# Exercise aim:
Reproduce the data, keeping every word exactly as it is.

# Material to process:

○ ○ ○ ○

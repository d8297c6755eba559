//! Configuration validation rules.

use super::schema::Config;

/// Accepted temperature range, inclusive
pub const TEMPERATURE_RANGE: std::ops::RangeInclusive<f64> = 0.0..=1.0;

/// Accepted completion token limit range, inclusive
pub const MAX_TOKENS_RANGE: std::ops::RangeInclusive<u32> = 100..=500;

/// Check that both provider secrets are present.
///
/// Kept separate from [`validate_config`] so callers that never talk to the
/// provider (`status`, `models`) can load configuration without them.
pub fn validate_secrets(config: &Config) -> crate::Result<()> {
    let mut missing = Vec::new();
    if config.secrets.langchain_api_key.trim().is_empty() {
        missing.push("langchain_api_key");
    }
    if config.secrets.groq_api_key.trim().is_empty() {
        missing.push("groq_api_key");
    }

    if missing.is_empty() {
        Ok(())
    } else {
        Err(crate::Error::Config(format!(
            "API keys are not set: {}. Provide them in secrets.toml, config.json or the environment",
            missing.join(", ")
        )))
    }
}

/// Validate configuration and return aggregated validation errors.
pub fn validate_config(config: &Config) -> crate::Result<()> {
    validate_secrets(config)?;

    let mut errors = Vec::new();

    if config.chat.model.trim().is_empty() {
        errors.push("chat.model must not be empty".to_string());
    }
    if !TEMPERATURE_RANGE.contains(&config.chat.temperature) {
        errors.push("chat.temperature must be in [0.0, 1.0]".to_string());
    }
    if !MAX_TOKENS_RANGE.contains(&config.chat.max_tokens) {
        errors.push("chat.max_tokens must be in [100, 500]".to_string());
    }
    if config.chat.system_prompt.trim().is_empty() {
        errors.push("chat.system_prompt must not be empty".to_string());
    }
    if config.server.host.trim().is_empty() {
        errors.push("server.host must not be empty".to_string());
    }
    if config.server.port == 0 {
        errors.push("server.port must be > 0".to_string());
    }
    if let Some(base) = &config.provider.api_base {
        let base = base.trim();
        if !base.is_empty() && !(base.starts_with("http://") || base.starts_with("https://")) {
            errors.push("provider.api_base must be an http(s) URL".to_string());
        }
    }

    if errors.is_empty() {
        Ok(())
    } else {
        Err(crate::Error::Validation(errors.join("; ")))
    }
}

#[cfg(test)]
mod tests {
    use super::*;

    fn configured() -> Config {
        let mut config = Config::default();
        config.secrets.langchain_api_key = "lc-key".to_string();
        config.secrets.groq_api_key = "gsk-key".to_string();
        config
    }

    #[test]
    fn test_validate_accepts_defaults_with_secrets() {
        validate_config(&configured()).unwrap();
    }

    #[test]
    fn test_missing_groq_key_is_config_error() {
        let mut config = configured();
        config.secrets.groq_api_key = "  ".to_string();

        let err = validate_config(&config).unwrap_err();
        assert!(matches!(err, crate::Error::Config(_)));
        assert!(err.to_string().contains("groq_api_key"));
        assert!(!err.to_string().contains("langchain_api_key"));
    }

    #[test]
    fn test_missing_both_keys_names_both() {
        let err = validate_config(&Config::default()).unwrap_err();
        let message = err.to_string();
        assert!(message.contains("langchain_api_key"));
        assert!(message.contains("groq_api_key"));
    }

    #[test]
    fn test_out_of_range_defaults_are_aggregated() {
        let mut config = configured();
        config.chat.temperature = 1.5;
        config.chat.max_tokens = 50;

        let err = validate_config(&config).unwrap_err();
        let message = err.to_string();
        assert!(matches!(err, crate::Error::Validation(_)));
        assert!(message.contains("chat.temperature"));
        assert!(message.contains("chat.max_tokens"));
    }

    #[test]
    fn test_range_bounds_are_inclusive() {
        let mut config = configured();
        config.chat.temperature = 1.0;
        config.chat.max_tokens = 500;
        validate_config(&config).unwrap();

        config.chat.temperature = 0.0;
        config.chat.max_tokens = 100;
        validate_config(&config).unwrap();
    }

    #[test]
    fn test_rejects_non_http_api_base() {
        let mut config = configured();
        config.provider.api_base = Some("ftp://example.com".to_string());
        let err = validate_config(&config).unwrap_err();
        assert!(err.to_string().contains("provider.api_base"));
    }
}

○ ○ ○ ○

# Exercise answer:
repository d8297c6755eba559
//! Configuration validation rules.

use super::schema::Config;

/// Accepted temperature range, inclusive
pub const TEMPERATURE_RANGE: std::ops::RangeInclusive<f64> = 0.0..=1.0;

/// Accepted completion token limit range, inclusive
pub const MAX_TOKENS_RANGE: std::ops::RangeInclusive<u32> = 100..=500;

/// Check that both provider secrets are present.
///
/// Kept separate from [`validate_config`] so callers that never talk to the
/// provider (`status`, `models`) can load configuration without them.
pub fn validate_secrets(config: &Config) -> crate::Result<()> {
    let mut missing = Vec::new();
    if config.secrets.langchain_api_key.trim().is_empty() {
        missing.push("langchain_api_key");
    }
    if config.secrets.groq_api_key.trim().is_empty() {
        missing.push("groq_api_key");
    }

    if missing.is_empty() {
        Ok(())
    } else {
        Err(crate::Error::Config(format!(
            "API keys are not set: {}. Provide them in secrets.toml, config.json or the environment",
            missing.join(", ")
        )))
    }
}

/// Validate configuration and return aggregated validation errors.
pub fn validate_config(config: &Config) -> crate::Result<()> {
    validate_secrets(config)?;

    let mut errors = Vec::new();

    if config.chat.model.trim().is_empty() {
        errors.push("chat.model must not be empty".to_string());
    }
    if !TEMPERATURE_RANGE.contains(&config.chat.temperature) {
        errors.push("chat.temperature must be in [0.0, 1.0]".to_string());
    }
    if !MAX_TOKENS_RANGE.contains(&config.chat.max_tokens) {
        errors.push("chat.max_tokens must be in [100, 500]".to_string());
    }
    if config.chat.system_prompt.trim().is_empty() {
        errors.push("chat.system_prompt must not be empty".to_string());
    }
    if config.server.host.trim().is_empty() {
        errors.push("server.host must not be empty".to_string());
    }
    if config.server.port == 0 {
        errors.push("server.port must be > 0".to_string());
    }
    if let Some(base) = &config.provider.api_base {
        let base = base.trim();
        if !base.is_empty() && !(base.starts_with("http://") || base.starts_with("https://")) {
            errors.push("provider.api_base must be an http(s) URL".to_string());
        }
    }

    if errors.is_empty() {
        Ok(())
    } else {
        Err(crate::Error::Validation(errors.join("; ")))
    }
}

#[cfg(test)]
mod tests {
    use super::*;

    fn configured() -> Config {
        let mut config = Config::default();
        config.secrets.langchain_api_key = "lc-key".to_string();
        config.secrets.groq_api_key = "gsk-key".to_string();
        config
    }

    #[test]
    fn test_validate_accepts_defaults_with_secrets() {
        validate_config(&configured()).unwrap();
    }

    #[test]
    fn test_missing_groq_key_is_config_error() {
        let mut config = configured();
        config.secrets.groq_api_key = "  ".to_string();

        let err = validate_config(&config).unwrap_err();
        assert!(matches!(err, crate::Error::Config(_)));
        assert!(err.to_string().contains("groq_api_key"));
        assert!(!err.to_string().contains("langchain_api_key"));
    }

    #[test]
    fn test_missing_both_keys_names_both() {
        let err = validate_config(&Config::default()).unwrap_err();
        let message = err.to_string();
        assert!(message.contains("langchain_api_key"));
        assert!(message.contains("groq_api_key"));
    }

    #[test]
    fn test_out_of_range_defaults_are_aggregated() {
        let mut config = configured();
        config.chat.temperature = 1.5;
        config.chat.max_tokens = 50;

        let err = validate_config(&config).unwrap_err();
        let message = err.to_string();
        assert!(matches!(err, crate::Error::Validation(_)));
        assert!(message.contains("chat.temperature"));
        assert!(message.contains("chat.max_tokens"));
    }

    #[test]
    fn test_range_bounds_are_inclusive() {
        let mut config = configured();
        config.chat.temperature = 1.0;
        config.chat.max_tokens = 500;
        validate_config(&config).unwrap();

        config.chat.temperature = 0.0;
        config.chat.max_tokens = 100;
        validate_config(&config).unwrap();
    }

    #[test]
    fn test_rejects_non_http_api_base() {
        let mut config = configured();
        config.provider.api_base = Some("ftp://example.com".to_string());
        let err = validate_config(&config).unwrap_err();
        assert!(err.to_string().contains("provider.api_base"));
    }
}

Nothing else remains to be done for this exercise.